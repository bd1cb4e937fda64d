//! Insight handlers: profitability, period comparison, recommendations

use axum::{
    extract::{Query, State},
    Json,
};
use serde::Deserialize;

use crate::error::AppResult;
use crate::middleware::CurrentUser;
use crate::services::insights::{
    InsightsService, PeriodComparison, ProfitabilityReport, RecommendationsReport,
};
use crate::AppState;

#[derive(Debug, Deserialize)]
pub struct ComparisonQuery {
    pub days: Option<i64>,
}

/// Margin and profit potential per product
pub async fn get_profitability_report(
    State(state): State<AppState>,
    current_user: CurrentUser,
) -> AppResult<Json<ProfitabilityReport>> {
    current_user.0.require_admin()?;
    let service = InsightsService::new(state.db.clone());
    let report = service
        .get_profitability_report(current_user.0.organization_id)
        .await?;
    Ok(Json(report))
}

/// Compare the current period against the previous one
pub async fn compare_periods(
    State(state): State<AppState>,
    current_user: CurrentUser,
    Query(query): Query<ComparisonQuery>,
) -> AppResult<Json<PeriodComparison>> {
    current_user.0.require_admin()?;
    let days = query.days.unwrap_or(30).clamp(1, 365);
    let service = InsightsService::new(state.db.clone());
    let comparison = service
        .compare_periods(current_user.0.organization_id, days)
        .await?;
    Ok(Json(comparison))
}

/// Rule-based stock and pricing recommendations
pub async fn get_recommendations(
    State(state): State<AppState>,
    current_user: CurrentUser,
) -> AppResult<Json<RecommendationsReport>> {
    current_user.0.require_admin()?;
    let service = InsightsService::new(state.db.clone());
    let report = service
        .get_recommendations(current_user.0.organization_id)
        .await?;
    Ok(Json(report))
}
//! Product management service

use chrono::{DateTime, Utc};
use rust_decimal::Decimal;
use sqlx::PgPool;
use uuid::Uuid;
use validator::Validate;

use shared::models::{CreateProductInput, Product, UpdateProductInput};
use shared::validation::{validate_pricing, validate_sku};

use crate::error::{AppError, AppResult};

/// Product service
#[derive(Clone)]
pub struct ProductService {
    db: PgPool,
}

/// Row for product queries
#[derive(Debug, sqlx::FromRow)]
struct ProductRow {
    id: Uuid,
    organization_id: Uuid,
    category_id: Uuid,
    name: String,
    sku: String,
    price: Decimal,
    cost_price: Decimal,
    quantity: i32,
    alert_level: i32,
    lead_time_days: i32,
    deleted_at: Option<DateTime<Utc>>,
    created_at: DateTime<Utc>,
}

impl ProductRow {
    fn into_model(self) -> Product {
        Product {
            id: self.id,
            organization_id: self.organization_id,
            category_id: self.category_id,
            name: self.name,
            sku: self.sku,
            price: self.price,
            cost_price: self.cost_price,
            quantity: self.quantity,
            alert_level: self.alert_level,
            lead_time_days: self.lead_time_days,
            deleted_at: self.deleted_at,
            created_at: self.created_at,
        }
    }
}

const PRODUCT_COLUMNS: &str = "id, organization_id, category_id, name, sku, price, cost_price, \
                               quantity, alert_level, lead_time_days, deleted_at, created_at";

impl ProductService {
    pub fn new(db: PgPool) -> Self {
        Self { db }
    }

    /// Create a product
    pub async fn create_product(
        &self,
        organization_id: Uuid,
        input: CreateProductInput,
    ) -> AppResult<Product> {
        input
            .validate()
            .map_err(|e| AppError::ValidationError(e.to_string()))?;
        validate_sku(&input.sku).map_err(|msg| AppError::Validation {
            field: "sku".to_string(),
            message: msg.to_string(),
        })?;
        validate_pricing(input.price, input.cost_price).map_err(|msg| AppError::Validation {
            field: "price".to_string(),
            message: msg.to_string(),
        })?;

        // Category must belong to the same organization
        let category_exists = sqlx::query_scalar::<_, bool>(
            "SELECT EXISTS(SELECT 1 FROM categories WHERE id = $1 AND organization_id = $2)",
        )
        .bind(input.category_id)
        .bind(organization_id)
        .fetch_one(&self.db)
        .await?;

        if !category_exists {
            return Err(AppError::NotFound("Category".to_string()));
        }

        let sku_taken = sqlx::query_scalar::<_, bool>(
            "SELECT EXISTS(SELECT 1 FROM products WHERE organization_id = $1 AND sku = $2 AND deleted_at IS NULL)",
        )
        .bind(organization_id)
        .bind(&input.sku)
        .fetch_one(&self.db)
        .await?;

        if sku_taken {
            return Err(AppError::DuplicateEntry("sku".to_string()));
        }

        let row = sqlx::query_as::<_, ProductRow>(&format!(
            r#"
            INSERT INTO products (organization_id, category_id, name, sku, price, cost_price,
                                  quantity, alert_level, lead_time_days)
            VALUES ($1, $2, $3, $4, $5, $6, $7, $8, $9)
            RETURNING {PRODUCT_COLUMNS}
            "#
        ))
        .bind(organization_id)
        .bind(input.category_id)
        .bind(&input.name)
        .bind(&input.sku)
        .bind(input.price)
        .bind(input.cost_price)
        .bind(input.quantity)
        .bind(input.alert_level)
        .bind(input.lead_time_days)
        .fetch_one(&self.db)
        .await?;

        Ok(row.into_model())
    }

    /// Get an active product by id
    pub async fn get_product(&self, organization_id: Uuid, product_id: Uuid) -> AppResult<Product> {
        let row = sqlx::query_as::<_, ProductRow>(&format!(
            r#"
            SELECT {PRODUCT_COLUMNS}
            FROM products
            WHERE id = $1 AND organization_id = $2 AND deleted_at IS NULL
            "#
        ))
        .bind(product_id)
        .bind(organization_id)
        .fetch_optional(&self.db)
        .await?
        .ok_or_else(|| AppError::NotFound("Product".to_string()))?;

        Ok(row.into_model())
    }

    /// List active products, ordered by name
    pub async fn list_products(&self, organization_id: Uuid) -> AppResult<Vec<Product>> {
        let rows = sqlx::query_as::<_, ProductRow>(&format!(
            r#"
            SELECT {PRODUCT_COLUMNS}
            FROM products
            WHERE organization_id = $1 AND deleted_at IS NULL
            ORDER BY name ASC
            "#
        ))
        .bind(organization_id)
        .fetch_all(&self.db)
        .await?;

        Ok(rows.into_iter().map(ProductRow::into_model).collect())
    }

    /// List active products at or below their alert level
    pub async fn get_low_stock_products(&self, organization_id: Uuid) -> AppResult<Vec<Product>> {
        let rows = sqlx::query_as::<_, ProductRow>(&format!(
            r#"
            SELECT {PRODUCT_COLUMNS}
            FROM products
            WHERE organization_id = $1 AND deleted_at IS NULL AND quantity <= alert_level
            ORDER BY quantity ASC
            "#
        ))
        .bind(organization_id)
        .fetch_all(&self.db)
        .await?;

        Ok(rows.into_iter().map(ProductRow::into_model).collect())
    }

    /// Update a product
    ///
    /// Quantity is deliberately not updatable here; it changes only
    /// through movement application.
    pub async fn update_product(
        &self,
        organization_id: Uuid,
        product_id: Uuid,
        input: UpdateProductInput,
    ) -> AppResult<Product> {
        input
            .validate()
            .map_err(|e| AppError::ValidationError(e.to_string()))?;

        let existing = self.get_product(organization_id, product_id).await?;

        let category_id = input.category_id.unwrap_or(existing.category_id);
        let name = input.name.unwrap_or(existing.name);
        let sku = input.sku.unwrap_or(existing.sku);
        let price = input.price.unwrap_or(existing.price);
        let cost_price = input.cost_price.unwrap_or(existing.cost_price);
        let alert_level = input.alert_level.unwrap_or(existing.alert_level);
        let lead_time_days = input.lead_time_days.unwrap_or(existing.lead_time_days);

        validate_sku(&sku).map_err(|msg| AppError::Validation {
            field: "sku".to_string(),
            message: msg.to_string(),
        })?;

        let row = sqlx::query_as::<_, ProductRow>(&format!(
            r#"
            UPDATE products
            SET category_id = $1, name = $2, sku = $3, price = $4, cost_price = $5,
                alert_level = $6, lead_time_days = $7
            WHERE id = $8 AND organization_id = $9
            RETURNING {PRODUCT_COLUMNS}
            "#
        ))
        .bind(category_id)
        .bind(&name)
        .bind(&sku)
        .bind(price)
        .bind(cost_price)
        .bind(alert_level)
        .bind(lead_time_days)
        .bind(product_id)
        .bind(organization_id)
        .fetch_one(&self.db)
        .await?;

        Ok(row.into_model())
    }

    /// Soft-delete a product; it disappears from active queries and
    /// reports but its movement history is preserved
    pub async fn delete_product(&self, organization_id: Uuid, product_id: Uuid) -> AppResult<()> {
        let result = sqlx::query(
            r#"
            UPDATE products SET deleted_at = NOW()
            WHERE id = $1 AND organization_id = $2 AND deleted_at IS NULL
            "#,
        )
        .bind(product_id)
        .bind(organization_id)
        .execute(&self.db)
        .await?;

        if result.rows_affected() == 0 {
            return Err(AppError::NotFound("Product".to_string()));
        }

        Ok(())
    }
}
//! Request middleware for the StockLens platform

pub mod auth;

pub use auth::{auth_middleware, AuthUser, CurrentUser};
//! Stock movement service
//!
//! Movements are the append-only ledger behind every report: an entry
//! increases a product's quantity, an exit decreases it, and the stored
//! quantity is always the running sum of applied movements.

use chrono::{DateTime, Utc};
use sqlx::PgPool;
use uuid::Uuid;
use validator::Validate;

use shared::models::{CreateMovementInput, Movement, MovementFilter};
use shared::types::MovementType;

use crate::error::{AppError, AppResult};

/// Movement service
#[derive(Clone)]
pub struct MovementService {
    db: PgPool,
}

/// Row for movement queries
#[derive(Debug, sqlx::FromRow)]
struct MovementRow {
    id: Uuid,
    organization_id: Uuid,
    product_id: Uuid,
    movement_type: String,
    quantity: i32,
    reason: Option<String>,
    note: Option<String>,
    created_by: Option<Uuid>,
    created_at: DateTime<Utc>,
}

impl MovementRow {
    fn into_model(self) -> Movement {
        let movement_type = if self.movement_type == "entry" {
            MovementType::Entry
        } else {
            MovementType::Exit
        };
        Movement {
            id: self.id,
            organization_id: self.organization_id,
            product_id: self.product_id,
            movement_type,
            quantity: self.quantity,
            reason: self.reason,
            note: self.note,
            created_by: self.created_by,
            created_at: self.created_at,
        }
    }
}

impl MovementService {
    pub fn new(db: PgPool) -> Self {
        Self { db }
    }

    /// Record a movement and adjust product stock in one transaction
    ///
    /// The product row is locked for the duration so concurrent exits
    /// cannot drive the quantity negative.
    pub async fn create_movement(
        &self,
        organization_id: Uuid,
        user_id: Uuid,
        input: CreateMovementInput,
    ) -> AppResult<Movement> {
        input
            .validate()
            .map_err(|e| AppError::ValidationError(e.to_string()))?;

        let mut tx = self.db.begin().await?;

        let quantity = sqlx::query_scalar::<_, i32>(
            r#"
            SELECT quantity FROM products
            WHERE id = $1 AND organization_id = $2 AND deleted_at IS NULL
            FOR UPDATE
            "#,
        )
        .bind(input.product_id)
        .bind(organization_id)
        .fetch_optional(&mut *tx)
        .await?
        .ok_or_else(|| AppError::NotFound("Product".to_string()))?;

        let new_quantity = match input.movement_type {
            MovementType::Entry => quantity + input.quantity,
            MovementType::Exit => {
                if quantity < input.quantity {
                    return Err(AppError::InsufficientStock(format!(
                        "Requested {} units but only {} in stock",
                        input.quantity, quantity
                    )));
                }
                quantity - input.quantity
            }
        };

        sqlx::query("UPDATE products SET quantity = $1 WHERE id = $2")
            .bind(new_quantity)
            .bind(input.product_id)
            .execute(&mut *tx)
            .await?;

        let row = sqlx::query_as::<_, MovementRow>(
            r#"
            INSERT INTO movements (organization_id, product_id, movement_type, quantity, reason, note, created_by)
            VALUES ($1, $2, $3, $4, $5, $6, $7)
            RETURNING id, organization_id, product_id, movement_type, quantity, reason, note,
                      created_by, created_at
            "#,
        )
        .bind(organization_id)
        .bind(input.product_id)
        .bind(input.movement_type.as_str())
        .bind(input.quantity)
        .bind(&input.reason)
        .bind(&input.note)
        .bind(user_id)
        .fetch_one(&mut *tx)
        .await?;

        tx.commit().await?;

        Ok(row.into_model())
    }

    /// List movements matching a filter, newest first
    pub async fn filter_movements(
        &self,
        organization_id: Uuid,
        filter: &MovementFilter,
        limit: i64,
        offset: i64,
    ) -> AppResult<Vec<Movement>> {
        let rows = sqlx::query_as::<_, MovementRow>(
            r#"
            SELECT id, organization_id, product_id, movement_type, quantity, reason, note,
                   created_by, created_at
            FROM movements
            WHERE organization_id = $1
              AND ($2::uuid IS NULL OR product_id = $2)
              AND ($3::text IS NULL OR movement_type = $3)
              AND ($4::timestamptz IS NULL OR created_at >= $4)
              AND ($5::timestamptz IS NULL OR created_at <= $5)
            ORDER BY created_at DESC
            LIMIT $6 OFFSET $7
            "#,
        )
        .bind(organization_id)
        .bind(filter.product_id)
        .bind(filter.movement_type.map(|t| t.as_str()))
        .bind(filter.start_date)
        .bind(filter.end_date)
        .bind(limit)
        .bind(offset)
        .fetch_all(&self.db)
        .await?;

        Ok(rows.into_iter().map(MovementRow::into_model).collect())
    }

    /// List all movements for a product, newest first
    pub async fn get_product_movements(
        &self,
        organization_id: Uuid,
        product_id: Uuid,
    ) -> AppResult<Vec<Movement>> {
        let filter = MovementFilter {
            product_id: Some(product_id),
            ..Default::default()
        };
        self.filter_movements(organization_id, &filter, 500, 0).await
    }
}
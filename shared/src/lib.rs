//! Shared types and models for the StockLens inventory platform
//!
//! This crate contains types shared between the backend services,
//! the HTTP boundary, and the test suites.

pub mod models;
pub mod types;
pub mod validation;

pub use models::*;
pub use types::*;
pub use validation::*;
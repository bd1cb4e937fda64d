//! Reporting and analytics services
//!
//! The reporting engine is split into a thin assembler (this module) and
//! pure computation engines (`abc`, `xyz`, `metrics`). The assembler reads
//! product snapshots and movement aggregates, resolves the time window,
//! and hands plain data to the engines. Every report is recomputed from
//! current state per request; nothing is cached.

pub mod abc;
pub mod aggregate;
pub mod metrics;
pub mod window;
pub mod xyz;

use chrono::{DateTime, Utc};
use rust_decimal::prelude::ToPrimitive;
use rust_decimal::Decimal;
use serde::{Deserialize, Serialize};
use sqlx::PgPool;
use uuid::Uuid;

use shared::models::{
    AbcReport, AlertsReport, CategoryReportItem, FinancialReport, ForecastReport, MovementFilter,
    MovementReport, MovementReportFilters, ProductSummary, StockOverview, TurnoverReport,
    XyzReport,
};
use shared::types::MovementType;

use crate::config::ReportConfig;
use crate::error::{AppError, AppResult};
use crate::services::category::CategoryService;
use crate::services::movement::MovementService;

use window::ReportWindow;

/// Reporting service
#[derive(Clone)]
pub struct ReportingService {
    db: PgPool,
    config: ReportConfig,
}

/// Product snapshot consumed by the report engines
///
/// A plain read of the active-products table; the engines never see ORM
/// rows or the pool.
#[derive(Debug, Clone, sqlx::FromRow)]
pub struct ProductSnapshot {
    pub id: Uuid,
    pub name: String,
    pub sku: String,
    pub price: Decimal,
    pub cost_price: Decimal,
    pub quantity: i32,
    pub alert_level: i32,
    pub lead_time_days: i32,
}

impl ProductSnapshot {
    fn summary(&self) -> ProductSummary {
        ProductSummary {
            id: self.id,
            name: self.name.clone(),
            sku: self.sku.clone(),
            quantity: self.quantity,
            alert_level: self.alert_level,
        }
    }
}

/// Window parameters accepted by every windowed report endpoint
#[derive(Debug, Clone, Default, Deserialize)]
pub struct ReportWindowParams {
    /// Period token: "7d", "30d", "90d", or "365d"
    pub period: Option<String>,
    pub start_date: Option<String>,
    pub end_date: Option<String>,
}

impl ReportWindowParams {
    fn resolve(&self, default_days: i64, now: DateTime<Utc>) -> ReportWindow {
        ReportWindow::resolve(
            self.period.as_deref(),
            self.start_date.as_deref(),
            self.end_date.as_deref(),
            default_days,
            now,
        )
    }
}

/// Per-category totals row
#[derive(Debug, sqlx::FromRow)]
struct CategoryTotalsRow {
    category_id: Uuid,
    total_quantity: i64,
    total_value: f64,
}

impl ReportingService {
    pub fn new(db: PgPool, config: ReportConfig) -> Self {
        Self { db, config }
    }

    /// ABC analysis: Pareto classification by consumption value
    pub async fn get_abc_report(
        &self,
        organization_id: Uuid,
        params: &ReportWindowParams,
    ) -> AppResult<AbcReport> {
        let now = Utc::now();
        let window = params.resolve(self.config.abc_default_days, now);

        let products = self.active_products(organization_id).await?;
        let exits = aggregate::sum_quantity_by_product(
            &self.db,
            organization_id,
            MovementType::Exit,
            &window,
        )
        .await?;

        Ok(AbcReport {
            items: abc::classify_abc(&products, &exits, &self.config),
        })
    }

    /// XYZ analysis: demand variability over weekly exit totals
    pub async fn get_xyz_report(
        &self,
        organization_id: Uuid,
        params: &ReportWindowParams,
    ) -> AppResult<XyzReport> {
        let now = Utc::now();
        let window = params.resolve(self.config.xyz_default_weeks * 7, now);
        let weeks_to_analyze = window.duration_weeks(now) as usize;

        let products = self.active_products(organization_id).await?;
        let weekly = aggregate::weekly_quantity_by_product(
            &self.db,
            organization_id,
            MovementType::Exit,
            &window,
        )
        .await?;

        Ok(XyzReport {
            items: xyz::classify_xyz(&products, &weekly, weeks_to_analyze, &self.config),
        })
    }

    /// Stock turnover per product
    pub async fn get_turnover_report(
        &self,
        organization_id: Uuid,
        params: &ReportWindowParams,
    ) -> AppResult<TurnoverReport> {
        let now = Utc::now();
        let window = params.resolve(self.config.turnover_default_days, now);

        let products = self.active_products(organization_id).await?;
        let exits = aggregate::sum_quantity_by_product(
            &self.db,
            organization_id,
            MovementType::Exit,
            &window,
        )
        .await?;

        Ok(TurnoverReport {
            items: metrics::turnover_items(&products, &exits),
        })
    }

    /// Snapshot financial totals; no time window
    pub async fn get_financial_report(
        &self,
        organization_id: Uuid,
    ) -> AppResult<FinancialReport> {
        let products = self.active_products(organization_id).await?;
        Ok(metrics::financial_summary(&products))
    }

    /// Stockout forecast and reorder points
    pub async fn get_forecast_report(
        &self,
        organization_id: Uuid,
        params: &ReportWindowParams,
    ) -> AppResult<ForecastReport> {
        let now = Utc::now();
        let window = params.resolve(self.config.forecast_default_days, now);
        let duration_days = window.duration_days(now);

        let products = self.active_products(organization_id).await?;
        let exits = aggregate::sum_quantity_by_product(
            &self.db,
            organization_id,
            MovementType::Exit,
            &window,
        )
        .await?;

        Ok(ForecastReport {
            items: metrics::forecast_items(&products, &exits, duration_days),
        })
    }

    /// Consolidated stock metrics
    pub async fn get_stock_overview(&self, organization_id: Uuid) -> AppResult<StockOverview> {
        let products = self.active_products(organization_id).await?;

        let total_stock_value: f64 = products
            .iter()
            .map(|p| p.quantity as f64 * p.price.to_f64().unwrap_or(0.0))
            .sum();

        let low_stock_products = products
            .iter()
            .filter(|p| p.quantity <= p.alert_level)
            .map(ProductSnapshot::summary)
            .collect();
        let out_of_stock_products = products
            .iter()
            .filter(|p| p.quantity == 0)
            .map(ProductSnapshot::summary)
            .collect();

        Ok(StockOverview {
            total_products: products.len() as i64,
            total_stock_value,
            low_stock_products,
            out_of_stock_products,
        })
    }

    /// Quantity and value totals grouped by category
    pub async fn get_category_breakdown(
        &self,
        organization_id: Uuid,
    ) -> AppResult<Vec<CategoryReportItem>> {
        let categories = CategoryService::new(self.db.clone())
            .list_categories(organization_id)
            .await?;

        let totals = sqlx::query_as::<_, CategoryTotalsRow>(
            r#"
            SELECT category_id,
                   COALESCE(SUM(quantity), 0)::bigint AS total_quantity,
                   COALESCE(SUM(quantity * price), 0)::float8 AS total_value
            FROM products
            WHERE organization_id = $1 AND deleted_at IS NULL
            GROUP BY category_id
            "#,
        )
        .bind(organization_id)
        .fetch_all(&self.db)
        .await?;

        let totals_map: std::collections::HashMap<Uuid, (i64, f64)> = totals
            .into_iter()
            .map(|r| (r.category_id, (r.total_quantity, r.total_value)))
            .collect();

        Ok(categories
            .into_iter()
            .map(|category| {
                let (total_quantity, total_value) =
                    totals_map.get(&category.id).copied().unwrap_or((0, 0.0));
                CategoryReportItem {
                    category,
                    total_quantity,
                    total_value,
                }
            })
            .collect())
    }

    /// Products at or below their alert level
    pub async fn get_alerts_report(&self, organization_id: Uuid) -> AppResult<AlertsReport> {
        let products = self.active_products(organization_id).await?;
        let critical_products = products
            .iter()
            .filter(|p| p.quantity <= p.alert_level)
            .map(ProductSnapshot::summary)
            .collect();
        Ok(AlertsReport { critical_products })
    }

    /// Movement history constrained by the requested window
    pub async fn get_movement_history(
        &self,
        organization_id: Uuid,
        filter: MovementFilter,
        limit: i64,
        offset: i64,
    ) -> AppResult<MovementReport> {
        let filters = MovementReportFilters {
            start_date: filter.start_date,
            end_date: filter.end_date,
        };
        let movements = MovementService::new(self.db.clone())
            .filter_movements(organization_id, &filter, limit, offset)
            .await?;
        Ok(MovementReport { filters, movements })
    }

    /// All non-deleted products for an organization, ordered by name
    async fn active_products(&self, organization_id: Uuid) -> AppResult<Vec<ProductSnapshot>> {
        let products = sqlx::query_as::<_, ProductSnapshot>(
            r#"
            SELECT id, name, sku, price, cost_price, quantity, alert_level, lead_time_days
            FROM products
            WHERE organization_id = $1 AND deleted_at IS NULL
            ORDER BY name ASC
            "#,
        )
        .bind(organization_id)
        .fetch_all(&self.db)
        .await?;

        Ok(products)
    }

    /// Export report data as CSV
    pub fn export_to_csv<T: Serialize>(data: &[T]) -> AppResult<String> {
        let mut wtr = csv::Writer::from_writer(vec![]);
        for record in data {
            wtr.serialize(record)
                .map_err(|e| AppError::Internal(format!("CSV serialization error: {}", e)))?;
        }
        let csv_data = String::from_utf8(
            wtr.into_inner()
                .map_err(|e| AppError::Internal(format!("CSV writer error: {}", e)))?,
        )
        .map_err(|e| AppError::Internal(format!("UTF-8 conversion error: {}", e)))?;
        Ok(csv_data)
    }
}

#[cfg(test)]
pub(crate) mod test_support {
    use std::str::FromStr;

    use rust_decimal::Decimal;
    use uuid::Uuid;

    use super::ProductSnapshot;

    /// Deterministic id whose byte value gives a stable sort order
    pub fn uuid_n(n: u8) -> Uuid {
        Uuid::from_bytes([n; 16])
    }

    pub fn snapshot(id: Uuid, name: &str, price: &str, quantity: i32) -> ProductSnapshot {
        let price = Decimal::from_str(price).unwrap();
        ProductSnapshot {
            id,
            name: name.to_string(),
            sku: format!("SKU-{}", id.simple()),
            price,
            cost_price: price,
            quantity,
            alert_level: 0,
            lead_time_days: 0,
        }
    }
}
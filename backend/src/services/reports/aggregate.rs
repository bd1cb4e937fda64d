//! Aggregation primitives over the movement ledger
//!
//! Pure reads, grouped by product, scoped to organization + movement type
//! + window. A product absent from a result map had no movement in-window;
//! callers default missing entries to zero.

use std::collections::HashMap;

use sqlx::PgPool;
use uuid::Uuid;

use crate::error::AppResult;
use shared::types::MovementType;

use super::window::ReportWindow;

/// Grouped movement total for one product
#[derive(Debug, sqlx::FromRow)]
struct ProductQuantityRow {
    product_id: Uuid,
    total_quantity: i64,
}

/// Grouped movement total for one product in one ISO week
#[derive(Debug, sqlx::FromRow)]
struct WeeklyQuantityRow {
    product_id: Uuid,
    iso_year: i32,
    iso_week: i32,
    total_quantity: i64,
}

/// ISO year-week bucket key
pub type WeekKey = (i32, i32);

/// Sum movement quantity per product within a window
pub async fn sum_quantity_by_product(
    db: &PgPool,
    organization_id: Uuid,
    movement_type: MovementType,
    window: &ReportWindow,
) -> AppResult<HashMap<Uuid, i64>> {
    let rows = sqlx::query_as::<_, ProductQuantityRow>(
        r#"
        SELECT product_id, SUM(quantity)::bigint AS total_quantity
        FROM movements
        WHERE organization_id = $1
          AND movement_type = $2
          AND created_at >= $3
          AND ($4::timestamptz IS NULL OR created_at <= $4)
        GROUP BY product_id
        "#,
    )
    .bind(organization_id)
    .bind(movement_type.as_str())
    .bind(window.start)
    .bind(window.end)
    .fetch_all(db)
    .await?;

    Ok(rows
        .into_iter()
        .map(|r| (r.product_id, r.total_quantity))
        .collect())
}

/// Sum movement quantity per product and ISO week within a window
///
/// Used by the XYZ engine; weeks with no movements are simply absent and
/// are zero-padded by the caller.
pub async fn weekly_quantity_by_product(
    db: &PgPool,
    organization_id: Uuid,
    movement_type: MovementType,
    window: &ReportWindow,
) -> AppResult<HashMap<Uuid, HashMap<WeekKey, i64>>> {
    let rows = sqlx::query_as::<_, WeeklyQuantityRow>(
        r#"
        SELECT product_id,
               EXTRACT(ISOYEAR FROM created_at)::int AS iso_year,
               EXTRACT(WEEK FROM created_at)::int AS iso_week,
               SUM(quantity)::bigint AS total_quantity
        FROM movements
        WHERE organization_id = $1
          AND movement_type = $2
          AND created_at >= $3
          AND ($4::timestamptz IS NULL OR created_at <= $4)
        GROUP BY product_id, iso_year, iso_week
        "#,
    )
    .bind(organization_id)
    .bind(movement_type.as_str())
    .bind(window.start)
    .bind(window.end)
    .fetch_all(db)
    .await?;

    let mut buckets: HashMap<Uuid, HashMap<WeekKey, i64>> = HashMap::new();
    for row in rows {
        buckets
            .entry(row.product_id)
            .or_default()
            .insert((row.iso_year, row.iso_week), row.total_quantity);
    }
    Ok(buckets)
}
======
_What is expected:_
Please tally the lines of the material that contain the word "reports", then give the total alone.

_Output for this task:_
2